■ **Problem to work on**
Copy out, from the entries below, each line that holds the string "ascending".

━━━━━ Records to use ━━━━━

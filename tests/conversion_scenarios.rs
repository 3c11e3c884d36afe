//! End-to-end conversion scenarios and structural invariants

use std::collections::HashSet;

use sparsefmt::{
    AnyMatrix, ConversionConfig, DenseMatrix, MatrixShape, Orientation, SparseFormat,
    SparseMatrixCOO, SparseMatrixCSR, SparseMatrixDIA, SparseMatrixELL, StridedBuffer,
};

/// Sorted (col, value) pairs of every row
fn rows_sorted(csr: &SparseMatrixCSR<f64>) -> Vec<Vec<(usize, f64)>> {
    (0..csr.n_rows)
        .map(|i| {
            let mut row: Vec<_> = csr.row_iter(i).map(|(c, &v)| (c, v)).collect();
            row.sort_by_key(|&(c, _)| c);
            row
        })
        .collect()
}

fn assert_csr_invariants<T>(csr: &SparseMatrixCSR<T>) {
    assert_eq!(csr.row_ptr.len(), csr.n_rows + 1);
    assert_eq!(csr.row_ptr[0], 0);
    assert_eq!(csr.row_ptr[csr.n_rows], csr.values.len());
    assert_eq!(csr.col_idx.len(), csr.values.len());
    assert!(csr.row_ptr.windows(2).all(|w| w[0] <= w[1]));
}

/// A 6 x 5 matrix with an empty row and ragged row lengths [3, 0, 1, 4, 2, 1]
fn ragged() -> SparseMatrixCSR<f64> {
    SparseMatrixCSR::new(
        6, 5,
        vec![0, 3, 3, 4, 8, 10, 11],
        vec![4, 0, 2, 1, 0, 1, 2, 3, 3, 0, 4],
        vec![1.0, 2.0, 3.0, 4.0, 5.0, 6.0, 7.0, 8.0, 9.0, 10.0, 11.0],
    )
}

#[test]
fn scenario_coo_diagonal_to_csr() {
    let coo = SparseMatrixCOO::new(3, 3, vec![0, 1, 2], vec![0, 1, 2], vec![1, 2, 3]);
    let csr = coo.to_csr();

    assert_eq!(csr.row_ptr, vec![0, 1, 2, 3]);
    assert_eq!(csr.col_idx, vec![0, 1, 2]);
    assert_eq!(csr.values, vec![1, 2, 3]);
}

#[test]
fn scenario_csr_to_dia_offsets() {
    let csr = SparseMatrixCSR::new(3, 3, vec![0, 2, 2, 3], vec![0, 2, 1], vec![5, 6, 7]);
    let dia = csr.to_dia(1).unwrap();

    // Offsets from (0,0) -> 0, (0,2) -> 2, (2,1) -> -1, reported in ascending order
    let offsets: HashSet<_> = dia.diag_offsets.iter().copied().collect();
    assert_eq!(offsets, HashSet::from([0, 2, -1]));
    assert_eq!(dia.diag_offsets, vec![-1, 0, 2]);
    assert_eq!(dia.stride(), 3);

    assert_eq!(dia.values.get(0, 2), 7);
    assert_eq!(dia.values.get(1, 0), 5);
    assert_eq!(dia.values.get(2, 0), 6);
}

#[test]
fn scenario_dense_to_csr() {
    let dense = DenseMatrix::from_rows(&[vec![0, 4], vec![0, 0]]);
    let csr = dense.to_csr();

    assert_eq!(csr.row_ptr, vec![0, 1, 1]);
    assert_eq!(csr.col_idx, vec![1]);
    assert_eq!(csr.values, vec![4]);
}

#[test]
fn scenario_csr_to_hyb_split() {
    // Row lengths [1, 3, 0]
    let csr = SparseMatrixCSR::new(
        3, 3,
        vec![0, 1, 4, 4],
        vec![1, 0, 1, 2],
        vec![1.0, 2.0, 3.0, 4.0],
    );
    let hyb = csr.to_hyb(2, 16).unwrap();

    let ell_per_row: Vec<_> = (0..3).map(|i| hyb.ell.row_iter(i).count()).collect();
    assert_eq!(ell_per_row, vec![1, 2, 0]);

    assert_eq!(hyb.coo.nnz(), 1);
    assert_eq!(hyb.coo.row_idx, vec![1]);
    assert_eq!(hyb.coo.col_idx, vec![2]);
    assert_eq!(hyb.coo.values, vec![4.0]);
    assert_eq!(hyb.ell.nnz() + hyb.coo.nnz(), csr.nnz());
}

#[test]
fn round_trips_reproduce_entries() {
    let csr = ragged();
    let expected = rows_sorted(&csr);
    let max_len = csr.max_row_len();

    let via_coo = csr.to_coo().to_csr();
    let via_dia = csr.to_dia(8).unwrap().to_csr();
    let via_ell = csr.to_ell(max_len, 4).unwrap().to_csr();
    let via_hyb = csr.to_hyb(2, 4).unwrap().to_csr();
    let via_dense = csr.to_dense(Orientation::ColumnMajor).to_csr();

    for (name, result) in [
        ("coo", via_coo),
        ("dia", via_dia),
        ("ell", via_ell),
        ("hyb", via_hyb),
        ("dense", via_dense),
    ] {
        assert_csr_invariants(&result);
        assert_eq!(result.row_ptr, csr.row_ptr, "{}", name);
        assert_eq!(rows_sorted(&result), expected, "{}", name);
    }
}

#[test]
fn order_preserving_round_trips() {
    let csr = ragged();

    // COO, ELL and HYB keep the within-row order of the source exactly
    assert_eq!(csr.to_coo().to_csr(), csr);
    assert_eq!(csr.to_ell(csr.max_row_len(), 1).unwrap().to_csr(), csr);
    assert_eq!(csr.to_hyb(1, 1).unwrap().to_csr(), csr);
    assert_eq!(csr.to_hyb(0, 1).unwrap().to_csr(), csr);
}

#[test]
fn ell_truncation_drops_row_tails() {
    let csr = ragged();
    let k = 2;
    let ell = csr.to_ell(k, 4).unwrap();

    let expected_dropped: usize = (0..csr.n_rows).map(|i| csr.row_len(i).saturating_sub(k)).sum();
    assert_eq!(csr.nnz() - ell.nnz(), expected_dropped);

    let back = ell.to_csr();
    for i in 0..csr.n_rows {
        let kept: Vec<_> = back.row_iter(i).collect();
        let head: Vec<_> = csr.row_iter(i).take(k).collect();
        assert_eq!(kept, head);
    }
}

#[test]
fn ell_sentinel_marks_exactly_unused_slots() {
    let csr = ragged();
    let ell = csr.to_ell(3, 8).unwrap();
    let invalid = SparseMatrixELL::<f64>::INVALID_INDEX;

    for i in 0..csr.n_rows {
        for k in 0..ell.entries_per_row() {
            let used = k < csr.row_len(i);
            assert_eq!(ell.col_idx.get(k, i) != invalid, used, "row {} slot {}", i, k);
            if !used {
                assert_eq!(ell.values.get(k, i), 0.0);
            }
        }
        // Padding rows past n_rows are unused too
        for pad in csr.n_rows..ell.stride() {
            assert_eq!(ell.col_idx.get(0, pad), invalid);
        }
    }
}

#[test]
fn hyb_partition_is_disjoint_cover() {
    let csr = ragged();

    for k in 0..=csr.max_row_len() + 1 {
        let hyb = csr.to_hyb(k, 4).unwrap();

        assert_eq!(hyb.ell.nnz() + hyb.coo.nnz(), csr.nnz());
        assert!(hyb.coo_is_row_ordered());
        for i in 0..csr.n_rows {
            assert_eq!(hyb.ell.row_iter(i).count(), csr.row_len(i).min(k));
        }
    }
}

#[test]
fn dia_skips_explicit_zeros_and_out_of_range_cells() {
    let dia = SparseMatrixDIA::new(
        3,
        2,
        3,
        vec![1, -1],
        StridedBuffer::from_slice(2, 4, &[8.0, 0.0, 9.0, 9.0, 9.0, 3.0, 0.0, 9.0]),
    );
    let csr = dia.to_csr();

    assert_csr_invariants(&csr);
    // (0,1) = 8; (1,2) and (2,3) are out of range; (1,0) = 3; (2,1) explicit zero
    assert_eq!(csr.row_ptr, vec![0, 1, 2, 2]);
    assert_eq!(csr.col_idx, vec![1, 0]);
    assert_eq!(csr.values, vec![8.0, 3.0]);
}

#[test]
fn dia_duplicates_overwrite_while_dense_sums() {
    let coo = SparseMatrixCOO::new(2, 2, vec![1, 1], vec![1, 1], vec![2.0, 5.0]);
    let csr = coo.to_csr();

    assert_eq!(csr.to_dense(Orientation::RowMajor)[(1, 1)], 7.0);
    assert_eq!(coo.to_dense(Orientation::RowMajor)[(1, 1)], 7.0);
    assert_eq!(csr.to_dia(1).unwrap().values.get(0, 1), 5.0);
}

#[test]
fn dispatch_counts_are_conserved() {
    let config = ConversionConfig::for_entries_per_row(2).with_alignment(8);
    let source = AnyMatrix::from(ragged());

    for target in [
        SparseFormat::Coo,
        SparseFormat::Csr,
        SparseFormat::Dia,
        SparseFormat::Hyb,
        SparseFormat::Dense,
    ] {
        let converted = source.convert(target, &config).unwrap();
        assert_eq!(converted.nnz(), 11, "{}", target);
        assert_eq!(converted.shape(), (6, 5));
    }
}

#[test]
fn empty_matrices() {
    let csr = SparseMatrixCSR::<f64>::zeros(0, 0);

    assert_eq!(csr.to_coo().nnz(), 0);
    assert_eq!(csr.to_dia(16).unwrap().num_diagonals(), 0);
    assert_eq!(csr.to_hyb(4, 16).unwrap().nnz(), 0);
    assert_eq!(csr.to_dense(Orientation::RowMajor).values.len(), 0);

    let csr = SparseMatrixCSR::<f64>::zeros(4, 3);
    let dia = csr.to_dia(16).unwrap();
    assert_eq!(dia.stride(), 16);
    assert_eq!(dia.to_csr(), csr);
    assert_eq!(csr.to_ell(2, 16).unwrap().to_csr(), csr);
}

━━━━━
━━━━━ Records to use ━━━━━

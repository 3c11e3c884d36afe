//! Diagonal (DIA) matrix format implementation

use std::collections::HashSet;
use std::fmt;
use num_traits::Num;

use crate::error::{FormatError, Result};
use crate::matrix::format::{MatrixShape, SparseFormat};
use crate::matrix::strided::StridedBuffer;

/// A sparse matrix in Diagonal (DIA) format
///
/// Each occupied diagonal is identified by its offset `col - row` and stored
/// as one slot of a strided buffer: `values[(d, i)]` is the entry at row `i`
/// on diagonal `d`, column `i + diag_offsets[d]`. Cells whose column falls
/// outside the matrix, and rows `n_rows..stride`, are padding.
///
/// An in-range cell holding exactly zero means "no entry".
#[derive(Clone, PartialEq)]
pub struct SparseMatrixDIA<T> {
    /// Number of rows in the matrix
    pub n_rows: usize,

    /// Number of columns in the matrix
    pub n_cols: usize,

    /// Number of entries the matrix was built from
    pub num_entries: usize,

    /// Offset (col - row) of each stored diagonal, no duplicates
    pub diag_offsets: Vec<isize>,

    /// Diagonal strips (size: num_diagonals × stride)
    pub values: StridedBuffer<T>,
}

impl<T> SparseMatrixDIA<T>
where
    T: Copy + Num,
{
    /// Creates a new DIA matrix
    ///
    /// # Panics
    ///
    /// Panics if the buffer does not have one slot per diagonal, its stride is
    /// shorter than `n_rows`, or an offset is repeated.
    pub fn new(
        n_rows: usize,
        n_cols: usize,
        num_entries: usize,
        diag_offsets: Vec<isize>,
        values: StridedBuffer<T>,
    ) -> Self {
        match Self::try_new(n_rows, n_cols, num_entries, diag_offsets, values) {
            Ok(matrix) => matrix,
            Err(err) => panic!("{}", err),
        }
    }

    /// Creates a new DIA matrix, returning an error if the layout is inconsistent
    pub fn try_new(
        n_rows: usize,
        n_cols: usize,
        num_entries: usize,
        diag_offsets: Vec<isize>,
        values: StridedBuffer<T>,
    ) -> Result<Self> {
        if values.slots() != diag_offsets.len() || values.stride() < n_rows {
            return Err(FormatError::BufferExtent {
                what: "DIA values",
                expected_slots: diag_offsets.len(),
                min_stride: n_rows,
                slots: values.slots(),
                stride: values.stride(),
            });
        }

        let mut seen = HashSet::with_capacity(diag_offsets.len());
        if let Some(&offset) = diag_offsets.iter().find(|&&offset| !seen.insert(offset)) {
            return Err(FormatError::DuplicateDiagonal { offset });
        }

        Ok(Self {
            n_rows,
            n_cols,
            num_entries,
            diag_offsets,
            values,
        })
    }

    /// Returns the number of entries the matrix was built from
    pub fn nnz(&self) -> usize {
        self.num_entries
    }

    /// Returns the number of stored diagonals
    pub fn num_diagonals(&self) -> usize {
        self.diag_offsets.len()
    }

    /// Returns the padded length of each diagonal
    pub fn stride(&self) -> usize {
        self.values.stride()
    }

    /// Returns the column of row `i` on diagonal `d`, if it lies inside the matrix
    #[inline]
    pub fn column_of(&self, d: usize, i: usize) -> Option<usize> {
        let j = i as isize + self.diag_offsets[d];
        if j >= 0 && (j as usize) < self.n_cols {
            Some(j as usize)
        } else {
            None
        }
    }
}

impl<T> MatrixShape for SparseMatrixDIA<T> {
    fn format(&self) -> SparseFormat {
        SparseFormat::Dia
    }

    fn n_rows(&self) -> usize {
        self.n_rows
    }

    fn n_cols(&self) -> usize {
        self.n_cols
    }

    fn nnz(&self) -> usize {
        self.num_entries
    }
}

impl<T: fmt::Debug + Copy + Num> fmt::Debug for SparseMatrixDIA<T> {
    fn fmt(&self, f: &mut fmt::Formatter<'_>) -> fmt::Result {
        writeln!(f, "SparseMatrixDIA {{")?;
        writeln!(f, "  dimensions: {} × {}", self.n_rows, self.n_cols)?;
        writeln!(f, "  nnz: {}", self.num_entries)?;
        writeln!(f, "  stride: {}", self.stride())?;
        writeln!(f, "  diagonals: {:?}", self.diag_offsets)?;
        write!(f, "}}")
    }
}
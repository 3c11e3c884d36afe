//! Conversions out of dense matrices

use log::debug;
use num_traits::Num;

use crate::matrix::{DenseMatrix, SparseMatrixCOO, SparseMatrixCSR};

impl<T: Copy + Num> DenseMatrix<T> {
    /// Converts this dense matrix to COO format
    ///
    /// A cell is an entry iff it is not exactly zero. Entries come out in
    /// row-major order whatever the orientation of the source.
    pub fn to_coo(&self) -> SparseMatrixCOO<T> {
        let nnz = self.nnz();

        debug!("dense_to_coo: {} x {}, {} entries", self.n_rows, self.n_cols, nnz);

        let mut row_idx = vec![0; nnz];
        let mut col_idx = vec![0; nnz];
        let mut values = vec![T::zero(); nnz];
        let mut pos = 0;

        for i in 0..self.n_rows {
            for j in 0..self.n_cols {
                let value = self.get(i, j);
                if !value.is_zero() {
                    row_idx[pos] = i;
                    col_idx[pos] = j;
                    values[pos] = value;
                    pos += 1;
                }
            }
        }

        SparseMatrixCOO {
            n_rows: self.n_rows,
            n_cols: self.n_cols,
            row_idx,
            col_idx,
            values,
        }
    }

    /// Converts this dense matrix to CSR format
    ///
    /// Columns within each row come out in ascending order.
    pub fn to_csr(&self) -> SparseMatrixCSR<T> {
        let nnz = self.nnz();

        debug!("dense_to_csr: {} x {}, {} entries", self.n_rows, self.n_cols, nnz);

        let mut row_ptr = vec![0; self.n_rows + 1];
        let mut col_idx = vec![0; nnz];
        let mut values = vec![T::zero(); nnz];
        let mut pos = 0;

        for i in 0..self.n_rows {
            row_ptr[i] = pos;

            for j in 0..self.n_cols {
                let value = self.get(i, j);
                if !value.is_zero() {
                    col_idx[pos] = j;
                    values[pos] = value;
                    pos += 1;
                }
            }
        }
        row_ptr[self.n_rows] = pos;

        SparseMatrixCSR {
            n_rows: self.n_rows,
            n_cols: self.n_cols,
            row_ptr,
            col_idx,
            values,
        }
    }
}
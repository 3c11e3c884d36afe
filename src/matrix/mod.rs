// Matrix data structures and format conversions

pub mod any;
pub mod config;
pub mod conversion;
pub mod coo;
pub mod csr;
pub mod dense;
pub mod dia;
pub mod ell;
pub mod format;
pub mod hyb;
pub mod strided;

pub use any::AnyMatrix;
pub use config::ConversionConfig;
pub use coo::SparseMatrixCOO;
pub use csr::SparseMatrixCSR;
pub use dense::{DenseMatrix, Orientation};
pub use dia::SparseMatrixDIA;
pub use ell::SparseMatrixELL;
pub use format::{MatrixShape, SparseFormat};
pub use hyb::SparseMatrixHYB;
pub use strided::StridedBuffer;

━━━━━

■ **Result below**
    // Offsets from (0,0) -> 0, (0,2) -> 2, (2,1) -> -1, reported in ascending order
    /// Columns within each row come out in ascending order.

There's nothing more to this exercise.